For the last decade I have belonged to at least one writers group every year. Getting feedback on a work in progress is in my view, an essential part of being a good writer. An editor will do this for you, but only once you have been accepted for publication. So unless you can afford to pay regularly for editorial guidance, where does that leave you? Close friends and family whilst usually well intentioned, often cannot provide the constructive feedback all writers require. Ideally you need readers who do not know you that well. A good group can help you edit, hone and improve your work. A bad group can drain your will to write, and an awful group can make you want to kill yourself (or other people in the group).
There are millions of writers’ groups all over the world, online and off. Most of them let you join no questions asked. But how can you tell a good group from a bad?

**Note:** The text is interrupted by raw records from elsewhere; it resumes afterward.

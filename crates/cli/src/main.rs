//! Stringify CLI — the main entry point.
//!
//! Commands:
//! - `join`       — Join input lines into one string
//! - `selectors`  — List the built-in selectors
//! - `config`     — Show, locate, validate or create the config file

use clap::{Parser, Subcommand};

mod commands;

#[derive(Parser)]
#[command(
    name = "stringify",
    about = "Join lines into one string with separators and selectors",
    version,
    author
)]
struct Cli {
    #[command(subcommand)]
    command: Commands,

    /// Enable verbose logging
    #[arg(short, long, global = true)]
    verbose: bool,
}

#[derive(Subcommand)]
enum Commands {
    /// Join input lines into one string
    Join(commands::join::JoinArgs),

    /// List the built-in selectors
    Selectors,

    /// Configuration management
    Config {
        #[command(subcommand)]
        action: ConfigAction,
    },
}

#[derive(Subcommand)]
enum ConfigAction {
    /// Print the effective configuration
    Show {
        /// Print as JSON instead of TOML
        #[arg(long)]
        json: bool,
    },
    /// Print the config file path
    Path,
    /// Check the config file for errors
    Validate,
    /// Write a default config file if none exists
    Init,
}

fn main() -> Result<(), Box<dyn std::error::Error>> {
    let cli = Cli::parse();

    // Initialize tracing; stdout is reserved for command output
    let filter = if cli.verbose { "debug" } else { "info" };
    tracing_subscriber::fmt()
        .with_env_filter(
            tracing_subscriber::EnvFilter::try_from_default_env()
                .unwrap_or_else(|_| tracing_subscriber::EnvFilter::new(filter)),
        )
        .with_target(false)
        .with_writer(std::io::stderr)
        .init();

    match cli.command {
        Commands::Join(args) => commands::join::run(args)?,
        Commands::Selectors => commands::selectors::run()?,
        Commands::Config { action } => match action {
            ConfigAction::Show { json } => commands::config_cmd::show(json)?,
            ConfigAction::Path => commands::config_cmd::path()?,
            ConfigAction::Validate => commands::config_cmd::validate()?,
            ConfigAction::Init => commands::config_cmd::init()?,
        },
    }

    Ok(())
}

What to look for in a writers group
1. GOOD REPUTATION
Does the group have a good reputation? Are there any reviews online about them? How long have they been going? Established groups that have been running a while are generally a safe bet
2. WELL ORGANISED
There’s nothing worse than going to a writers’ group where it’s like a free for all. Look for groups that have a clear agenda on what happens. Who is reading or submitting work beforehand? How long will the session be? Any group that has a website is usually a good sign that it is well run. In 2016 there is no excuse for any writer or writers group to not have a website or online presence of any kind.
3. GOOD ATTITUDE
People write for a wide variety of reasons but you’re looking for a group that is friendly, open, accommodating and understanding. Any group that has persistent negativity running in its sessions or people writing for vanity’s sake is not a good group.

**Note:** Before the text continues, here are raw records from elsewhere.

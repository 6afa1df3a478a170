//! `stringify config` — Configuration management commands.

use std::path::Path;

use stringify_config::StringifyConfig;

pub fn validate() -> Result<(), Box<dyn std::error::Error>> {
    let config_path = StringifyConfig::config_path();
    println!("🔍 Validating {}...", config_path.display());

    match StringifyConfig::load() {
        Ok(config) => {
            println!("   ✅ Config parsed successfully");

            let mut warnings = Vec::new();
            if !config_path.exists() {
                warnings.push("No config file found, defaults are in effect");
            }
            if config.input.skip_empty && !config.input.trim {
                warnings.push("skip_empty without trim keeps whitespace-only lines");
            }

            if warnings.is_empty() {
                println!("   ✅ All checks passed");
            } else {
                println!();
                for w in &warnings {
                    println!("   ⚠️  {w}");
                }
            }

            println!();
            println!("   Separator:  {:?}", config.separator);
            println!("   Selectors:  {}", describe_selectors(&config.selectors));
            println!("   Trim:       {}", config.input.trim);
            println!("   Skip empty: {}", config.input.skip_empty);
        }
        Err(e) => {
            println!("   ❌ Config error: {e}");
            return Err(e.into());
        }
    }

    Ok(())
}

pub fn show(json: bool) -> Result<(), Box<dyn std::error::Error>> {
    let config = StringifyConfig::load().map_err(|e| format!("Failed to load config: {e}"))?;
    if json {
        println!("{}", serde_json::to_string_pretty(&config)?);
    } else {
        println!("{}", toml::to_string_pretty(&config)?);
    }
    Ok(())
}

pub fn path() -> Result<(), Box<dyn std::error::Error>> {
    println!("{}", StringifyConfig::config_path().display());
    Ok(())
}

pub fn init() -> Result<(), Box<dyn std::error::Error>> {
    let config_path = StringifyConfig::config_path();
    if write_default(&config_path)? {
        println!("✅ Created config.toml at: {}", config_path.display());
    } else {
        println!("⚠️  Config already exists at: {}", config_path.display());
    }
    Ok(())
}

/// Write the default config to `path` unless a file is already there.
fn write_default(path: &Path) -> Result<bool, std::io::Error> {
    if path.exists() {
        return Ok(false);
    }
    if let Some(parent) = path.parent() {
        std::fs::create_dir_all(parent)?;
    }
    std::fs::write(path, StringifyConfig::default_toml())?;
    tracing::info!(path = %path.display(), "wrote default config");
    Ok(true)
}

fn describe_selectors(selectors: &[String]) -> String {
    if selectors.is_empty() {
        "(none)".into()
    } else {
        selectors.join(" ")
    }
}

#[cfg(test)]
mod tests {
    use super::*;

    #[test]
    fn config_path_is_valid() {
        let path = StringifyConfig::config_dir().join("config.toml");
        assert!(path.to_str().unwrap().contains("config.toml"));
    }

    #[test]
    fn write_default_creates_once() {
        let tmp = tempfile::tempdir().unwrap();
        let path = tmp.path().join("nested").join("config.toml");

        assert!(write_default(&path).unwrap());
        assert!(!write_default(&path).unwrap());

        let config = StringifyConfig::load_from(&path).unwrap();
        assert_eq!(config.separator, "");
    }

    #[test]
    fn describe_selectors_lists_specs() {
        assert_eq!(describe_selectors(&[]), "(none)");
        assert_eq!(
            describe_selectors(&["trim".to_string(), "upper".to_string()]),
            "trim upper"
        );
    }
}
//! Method-call style stringify on any `IntoIterator`.

use std::fmt::Display;

use crate::error::Result;
use crate::selector::Selector;
use crate::stringifier::Stringifier;

/// Extension methods so sequences can be stringified in place:
///
/// ```
/// use stringify_core::{Selector, StringifyExt};
///
/// assert_eq!(vec!["a", "b", "c"].stringify_with("-").unwrap(), "a-b-c");
/// let csv = [1, 2, 3]
///     .stringify_by(Some(","), [Some(Selector::display(|x: &i32| x * 2))])
///     .unwrap();
/// assert_eq!(csv, "2,4,6");
/// ```
pub trait StringifyExt: IntoIterator + Sized {
    /// Concatenate the `Display` forms with no separator.
    fn stringify(self) -> Result<String>
    where
        Self::Item: Display,
    {
        Stringifier::new().stringify(self)
    }

    /// Join the `Display` forms with `separator`.
    fn stringify_with(self, separator: &str) -> Result<String>
    where
        Self::Item: Display,
    {
        Stringifier::new().separator(Some(separator)).stringify(self)
    }

    /// Join with an optional separator and optional selectors.
    fn stringify_by<'a, S>(self, separator: Option<&'a str>, selectors: S) -> Result<String>
    where
        Self::Item: Display,
        S: IntoIterator<Item = Option<Selector<'a, Self::Item>>>,
    {
        Stringifier::new()
            .separator(separator)
            .selectors(selectors)
            .stringify(self)
    }

    /// Join elements that have no `Display` impl; needs at least one selector.
    fn stringify_selected<'a, S>(self, separator: Option<&'a str>, selectors: S) -> Result<String>
    where
        S: IntoIterator<Item = Option<Selector<'a, Self::Item>>>,
    {
        Stringifier::new()
            .separator(separator)
            .selectors(selectors)
            .stringify_selected(self)
    }
}

impl<I: IntoIterator> StringifyExt for I {}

4. PROVIDE CONSTRUCTIVE CRITICISM
It is always easier to critique than to create. A good critique is one that looks at both the positives and negatives to a piece. It asks the writer questions the writer might not have thought to ask about their work. It sees things that a writer can’t always see and makes suggestions for potential improvement. Good criticism will never destroy a writer’s confidence. It will encourage them to continue to improve.
5. RESPECTFUL COMMUNICATION
I have attended writers’ groups where several people constantly interrupted and spoke over others. There is no need for that kind of rudeness. A good group listens giving an equal amount of time to each member, and hardly anyone interrupts when another person is speaking.
6. GOOD SENSE OF HUMOUR
Some writers can take things far too seriously. They usually end up being hated. A good group will have a light-hearted touch when necessary, and a good sense of humour. This helps to make feedback easier to absorb.
7. NO CLIQUES
Some groups have a tendency to have a group within the group. This is not great for anyone looking to improve their work without bias, and represents a poor attitude towards writing. There are no cliques in a good group.
8. SIMILAR GENRE/STYLES TO YOU
This is where research can really help, but the right group for you will often be the group where several or more members are reading and writing in the same genre to you. There is no point in going to a group whose members will dislike your work from the outset. They will be unable to provide the feedback you need.
9. NO EVIL PSYCHOS
You might laugh, but I have been to writers groups that were very much like attending a therapy session for escaped lunatics. You should be able to tell within a few meetings whether there are any nutters lurking within. A good group weeds out these kinds of people very quickly.
10. PEOPLE WHO WANT TO HELP EACH OTHER
Writing can be a lonely business. A good group will always look to help one another in improving work.
I am currently a member of Spectrum. It’s a London based critique group comprised of writers in the sci-fi, fantasy and horror genres. We are a mix of published and soon to be published writers and authors. This list was inspired by the way Spectrum runs its group meetings. It is an example of what a good writers’ group should be, but it’s not the only one.